Trispecific antibodies enhance the therapeutic efficacy of tumor-directed T cells through T cell receptor co-stimulation
Menée in vitro et à l'aide d'un modèle murin de myélome, cette étude démontre que des anticorps ciblant à la fois les protéines CD38, CD3 et CD28 améliorent l'efficacité antitumorale des lymphocytes T en stimulant leurs récepteurs
Despite the significant therapeutic advances provided by immune-checkpoint blockade and chimeric antigen receptor T cell treatments, many malignancies remain unresponsive to immunotherapy. Bispecific antibodies targeting tumor antigens and activating T cell receptor signaling have shown some clinical efficacy; however, providing co-stimulatory signals may improve T cell responses against tumors.

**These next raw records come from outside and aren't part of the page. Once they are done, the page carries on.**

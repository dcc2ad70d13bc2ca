//! Tethered headless runner
//!
//! Loads a level, feeds it a scripted input sequence at the fixed tick rate and
//! reports the outcome. Rendering, audio and the narrative request on level
//! completion belong to the host and are not part of this binary.

use std::path::{Path, PathBuf};

use anyhow::{Context, Result};
use clap::Parser;
use serde::Deserialize;

use tethered::sim::{GameEvent, GamePhase, TickInput};
use tethered::{Driver, LevelDescriptor, Tuning};

/// Run a level headless with scripted input
#[derive(Debug, Parser)]
#[command(name = "tethered", version)]
struct Args {
    /// Level descriptor (JSON)
    #[arg(default_value = "levels/tutorial.json")]
    level: PathBuf,

    /// Input script (JSON list of `{ "ticks": n, ...input }`); defaults to holding right
    #[arg(long)]
    script: Option<PathBuf>,

    /// Tuning overrides (JSON); missing or malformed files fall back to defaults
    #[arg(long)]
    tuning: Option<PathBuf>,

    #[arg(long, default_value_t = 1)]
    seed: u64,

    /// Give up after this many ticks
    #[arg(long, default_value_t = 3600)]
    max_ticks: u64,
}

/// Hold `input` for `ticks` consecutive ticks
#[derive(Debug, Clone, Deserialize)]
struct ScriptStep {
    ticks: u32,
    #[serde(flatten)]
    input: TickInput,
}

fn load_script(path: &Path) -> Result<Vec<ScriptStep>> {
    let json = std::fs::read_to_string(path)
        .with_context(|| format!("failed to read script {}", path.display()))?;
    let steps: Vec<ScriptStep> = serde_json::from_str(&json)
        .with_context(|| format!("malformed script {}", path.display()))?;
    log::info!("Loaded {} script steps from {}", steps.len(), path.display());
    Ok(steps)
}

fn main() -> Result<()> {
    env_logger::init();
    let args = Args::parse();

    let level = LevelDescriptor::load(&args.level)
        .with_context(|| format!("failed to load level {}", args.level.display()))?;
    let tuning = args
        .tuning
        .as_deref()
        .map(Tuning::load_or_default)
        .unwrap_or_default();
    let script = match &args.script {
        Some(path) => load_script(path)?,
        None => vec![ScriptStep {
            ticks: u32::MAX,
            input: TickInput {
                right: true,
                ..Default::default()
            },
        }],
    };

    let mut driver = Driver::new(level, tuning, args.seed);
    let mut inputs = script
        .iter()
        .flat_map(|step| std::iter::repeat_n(step.input, step.ticks as usize));

    for _ in 0..args.max_ticks {
        let input = inputs.next().unwrap_or_default();
        let out = driver.step(&input);
        for event in &out.events {
            match event {
                GameEvent::LevelComplete { bridges_drawn } => {
                    log::info!("Level complete with {} bridges drawn", bridges_drawn);
                }
                GameEvent::GameOver => log::warn!("Attempt lost"),
                other => log::debug!("{:?}", other),
            }
        }
        if driver.phase() != GamePhase::Playing {
            break;
        }
    }

    let ctx = driver.context();
    println!(
        "{}: {:?} after {} ticks (ink {:.1}, hp {}/{}, bridges {})",
        driver.level().name,
        ctx.phase,
        ctx.ticks,
        ctx.drawing.ink,
        ctx.guide.hp,
        ctx.guide.max_hp,
        ctx.bridges.len()
    );
    Ok(())
}
//! Boss encounter: floating, a timer-driven attack state machine, projectiles
//! and bomb hits.
//!
//! Phase One fires aimed volleys one shot at a time. Phase Two (entered once,
//! when hp first drops to the threshold) fires a single heavy pattern per
//! attack: either a radial ring or a rain of shots above the Guide.

use glam::Vec2;
use rand::Rng;
use rand_pcg::Pcg32;

use super::outcome;
use super::state::{
    Boss, BossPhase, BossState, GameEvent, Projectile, SimContext, particle_color,
};
use crate::level::CrateKind;
use crate::tuning::Tuning;
use crate::{direction_to, unit_from_angle};

/// Attack pattern chosen by the state machine for this tick
#[derive(Debug, Clone, Copy, PartialEq, Eq)]
pub enum Volley {
    Aimed,
    Radial,
    Rain,
}

/// Switch to phase Two the first time hp reaches the threshold. Returns true on the transition.
pub fn enter_phase_two_if_due(boss: &mut Boss, threshold: u32) -> bool {
    if boss.phase == BossPhase::One && boss.hp <= threshold {
        boss.phase = BossPhase::Two;
        true
    } else {
        false
    }
}

/// Advance the attack state machine by one tick and report what to fire
pub fn advance(boss: &mut Boss, tuning: &Tuning, rng: &mut Pcg32) -> Option<Volley> {
    match boss.state {
        BossState::Cooldown => {
            boss.attack_timer = boss.attack_timer.saturating_sub(1);
            if boss.attack_timer == 0 {
                boss.state = BossState::Attack;
                boss.shots_fired = 0;
            }
            None
        }
        BossState::Attack => {
            if boss.attack_timer > 0 {
                boss.attack_timer -= 1;
                return None;
            }
            match boss.phase {
                BossPhase::One => {
                    boss.shots_fired += 1;
                    if boss.shots_fired >= tuning.volley_size {
                        boss.state = BossState::Cooldown;
                        boss.attack_timer = tuning.boss_rest_ticks;
                    } else {
                        boss.attack_timer = tuning.shot_interval;
                    }
                    Some(Volley::Aimed)
                }
                BossPhase::Two => {
                    boss.state = BossState::Cooldown;
                    boss.attack_timer = tuning.boss_rest_ticks;
                    if rng.random_bool(0.5) {
                        Some(Volley::Radial)
                    } else {
                        Some(Volley::Rain)
                    }
                }
            }
        }
    }
}

fn spawn_projectile(ctx: &mut SimContext, pos: Vec2, vel: Vec2) {
    ctx.projectiles.push(Projectile {
        pos,
        vel,
        radius: ctx.tuning.projectile_radius,
        life: ctx.tuning.projectile_life,
    });
}

fn fire(ctx: &mut SimContext, origin: Vec2, volley: Volley) {
    let target = ctx.guide.body.center();
    let speed = ctx.tuning.projectile_speed;
    match volley {
        Volley::Aimed => {
            let (dir, _) = direction_to(origin, target);
            spawn_projectile(ctx, origin, dir * speed);
        }
        Volley::Radial => {
            let count = ctx.tuning.radial_count.max(1);
            let spacing = std::f32::consts::TAU / count as f32;
            let offset = ctx.time();
            for i in 0..count {
                let dir = unit_from_angle(i as f32 * spacing + offset);
                spawn_projectile(ctx, origin, dir * speed);
            }
        }
        Volley::Rain => {
            let count = ctx.tuning.rain_count;
            let middle = (count.saturating_sub(1)) as f32 * 0.5;
            let y = target.y - ctx.tuning.rain_height;
            for i in 0..count {
                let x = target.x + (i as f32 - middle) * ctx.tuning.rain_spacing;
                spawn_projectile(ctx, Vec2::new(x, y), Vec2::new(0.0, speed));
            }
        }
    }
    log::debug!("Boss fired {:?}", volley);
}

/// Per-tick boss update: invulnerability, floating, phase check, attacks
pub fn update(ctx: &mut SimContext) {
    let t = ctx.time();
    let Some(boss) = ctx.boss.as_mut() else {
        return;
    };
    boss.invuln = boss.invuln.saturating_sub(1);
    boss.float_offset = ctx.tuning.float_amplitude * (t * ctx.tuning.float_speed).sin();

    let entered_two = enter_phase_two_if_due(boss, ctx.tuning.boss_phase_two_hp);
    let volley = advance(boss, &ctx.tuning, &mut ctx.rng);
    let origin = boss.rect().center();

    if entered_two {
        log::info!("Boss entered phase two");
        ctx.emit(GameEvent::BossPhaseTwo);
    }
    if let Some(volley) = volley {
        fire(ctx, origin, volley);
    }
}

/// Move projectiles, expire them, and resolve hits on the Guide
pub fn update_projectiles(ctx: &mut SimContext) {
    let guide_center = ctx.guide.body.center();
    let guide_radius = ctx.guide.body.rect().radius();
    let mut hits = 0;

    ctx.projectiles.retain_mut(|p| {
        p.pos += p.vel;
        p.life = p.life.saturating_sub(1);
        if p.life == 0 {
            return false;
        }
        if p.pos.distance(guide_center) < p.radius + guide_radius {
            hits += 1;
            return false;
        }
        true
    });

    for _ in 0..hits {
        outcome::damage_guide(ctx);
    }
}

/// Apply one bomb hit to the boss. Returns true if the hit entered phase Two.
pub fn apply_hit(boss: &mut Boss, tuning: &Tuning) -> bool {
    if boss.invuln > 0 {
        return false;
    }
    boss.hp = boss.hp.saturating_sub(1);
    boss.invuln = tuning.boss_invuln_ticks;
    enter_phase_two_if_due(boss, tuning.boss_phase_two_hp)
}

/// Destroy bombs that reach the boss and damage it when it is vulnerable
pub fn resolve_bomb_hits(ctx: &mut SimContext) {
    let Some(boss) = ctx.boss.as_ref() else {
        return;
    };
    let rect = boss.rect();
    let (center, radius) = (rect.center(), rect.radius());

    let mut impacts = Vec::new();
    ctx.crates.retain(|c| {
        let hit = c.kind == CrateKind::Bomb
            && c.body.center().distance(center) < radius + c.body.rect().radius();
        if hit {
            impacts.push(c.body.center());
        }
        !hit
    });

    for impact in impacts {
        ctx.burst(impact, 16, particle_color::BOMB);
        let Some(boss) = ctx.boss.as_mut() else {
            return;
        };
        let was_invuln = boss.invuln > 0;
        let entered_two = apply_hit(boss, &ctx.tuning);
        if was_invuln {
            continue;
        }
        let hp = boss.hp;
        log::debug!("Boss hit, hp {}", hp);
        ctx.emit(GameEvent::BossDamaged { hp });
        ctx.burst(center, 12, particle_color::BOSS_HIT);
        if entered_two {
            log::info!("Boss entered phase two");
            ctx.emit(GameEvent::BossPhaseTwo);
        }
    }
}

Here, we developed a trispecific antibody that interacts with CD38, CD3 and CD28 to enhance both T cell activation and tumor targeting. The engagement of both CD3 and CD28 affords efficient T cell stimulation, whereas the anti-CD38 domain directs T cells to myeloma cells, as well as to certain lymphomas and leukemias. In vivo administration of this antibody suppressed myeloma growth in a humanized mouse model and also stimulated memory/effector T cell proliferation and reduced regulatory T cells in non-human primates at well-tolerated doses. Collectively, trispecific antibodies represent a promising platform for cancer immunotherapy.